To edit these changes git checkout codeflash/optimize-pr1689-2026-02-27T17.52.22 and push.

Codeflash Static Badge

Runtime improvement (primary): The optimized version reduces the median runtime of the matcher from 24.7 ms to 8.99 ms — a 175% speedup. Line profiling shows closest_matching_file_function_name total time dropped from ~0.18 s to ~0.037 s, and the hot cost inside full Levenshtein calls was cut dramatically.

What changed (concrete optimizations)
- Precompute candidate metadata: the code now builds a flattened candidates list of (file_path, function, fn_name_lower, fn_len). This removes repeated attribute lookups, .lower() and len() calls inside the inner loop.
- Bounded (banded) Levenshtein: replaced many full-distance computations with _bounded_levenshtein(s1, s2, max_distance) that computes distance only within a narrow band and returns >max_distance early if it cannot be better. The algorithm also:
  - early-exits when length difference already exceeds the bound,
  - restricts DP computation to a band [start..end] per row, and
  - performs a row-level early-exit if the minimum in the active band exceeds the bound.
- Local binding and micro-optimizations: binder _bounded = _bounded_levenshtein and caching target_len reduce attribute lookups. The bounded implementation uses manual comparisons for the min-of-three to avoid tuple/min overhead in tight loops.
- Keep original levenshtein_distance intact for external callers (no behavioral change for that API).
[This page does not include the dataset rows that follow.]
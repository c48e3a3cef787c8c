//! WebSocket fan-out server implementation.

pub mod dispatch;
mod handler;
mod server;
mod signal;
pub mod state;

pub use server::{Server, router};
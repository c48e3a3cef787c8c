//! Utilities shared by the Reportcast server and client.

pub mod logger;
pub mod time;
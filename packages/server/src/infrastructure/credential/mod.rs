//! CredentialVerifier 実装

pub mod jwt;

pub use jwt::{JwtClaims, JwtCredentialVerifier};
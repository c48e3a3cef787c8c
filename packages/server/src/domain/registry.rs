//! Room registry trait 定義
//!
//! 接続中のクライアントと、ルーム（ブロードキャストグループ）のメンバーシップを管理する
//! インターフェースです。認証・切断・ブロードキャストは全てこの trait を経由します。
//!
//! ## 一貫性
//!
//! 実装は join / leave とルームメンバーの走査を直列化しなければなりません。
//! 切断済みの接続にブロードキャストが届いたり、参加直後の接続が一部のメッセージだけ
//! 取りこぼしたりしないようにするためです。

use std::collections::BTreeSet;

use async_trait::async_trait;
use tokio::sync::mpsc;

use super::{
    error::MessagePushError,
    message::OutboundMessage,
    value_object::{ConnectionId, RoomId},
};

/// Outbound channel of one connection; the socket task drains the receiver
pub type PusherChannel = mpsc::UnboundedSender<String>;

/// Member count of a live room
#[derive(Debug, Clone, PartialEq, Eq)]
pub struct RoomMembership {
    pub room: RoomId,
    pub members: usize,
}

#[async_trait]
pub trait RoomRegistry: Send + Sync {
    /// クライアントを登録（ルームには未参加）
    async fn register_client(&self, connection_id: ConnectionId, sender: PusherChannel);

    /// クライアントを登録解除し、参加していた全ルームから外す
    ///
    /// 戻り値は退出したルーム。未登録の接続に対しても冪等。
    async fn unregister_client(&self, connection_id: &ConnectionId) -> BTreeSet<RoomId>;

    /// Replace the rooms a connection belongs to
    async fn assign_rooms(
        &self,
        connection_id: &ConnectionId,
        rooms: &BTreeSet<RoomId>,
    ) -> Result<(), MessagePushError>;

    /// 特定のクライアントにメッセージを送信
    async fn push_to(
        &self,
        connection_id: &ConnectionId,
        message: &OutboundMessage,
    ) -> Result<(), MessagePushError>;

    /// ルームの全メンバーに送信し、届いた接続数を返す
    ///
    /// メンバーがいないルームへの送信は何もしない（エラーではない）。
    async fn broadcast_to_room(&self, room: &RoomId, message: &OutboundMessage) -> usize;

    /// Current members of a room
    async fn members_of(&self, room: &RoomId) -> Vec<ConnectionId>;

    /// All non-empty rooms, ordered by room id
    async fn rooms(&self) -> Vec<RoomMembership>;
}
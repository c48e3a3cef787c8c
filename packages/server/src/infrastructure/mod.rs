//! Infrastructure 層
//!
//! ドメイン層が定義するポート（trait）の具体的な実装と、ワイヤーフォーマット（DTO）を提供します。

pub mod credential;
pub mod dto;
pub mod repository;
pub mod room_registry;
Why this speeds things up (mechanics)
- The original profile shows most time was spent inside levenshtein_distance calls (many full DP passes). The bounded approach avoids doing the O(n*m) DP for any candidate that cannot beat the current min_distance — in a large candidate set most names are either skipped by length or exceed the bound early. That turns many expensive full-distance calls into quick checks or truncated DP runs.
- Reducing repeated .lower() and len() calls removes repeated Python-level work and attribute lookups inside tight loops which are relatively expensive in Python.
- Restricting the DP to a narrow band reduces inner-loop iterations and memory writes/reads per row, giving much less Python-level loop iteration overhead and fewer list operations.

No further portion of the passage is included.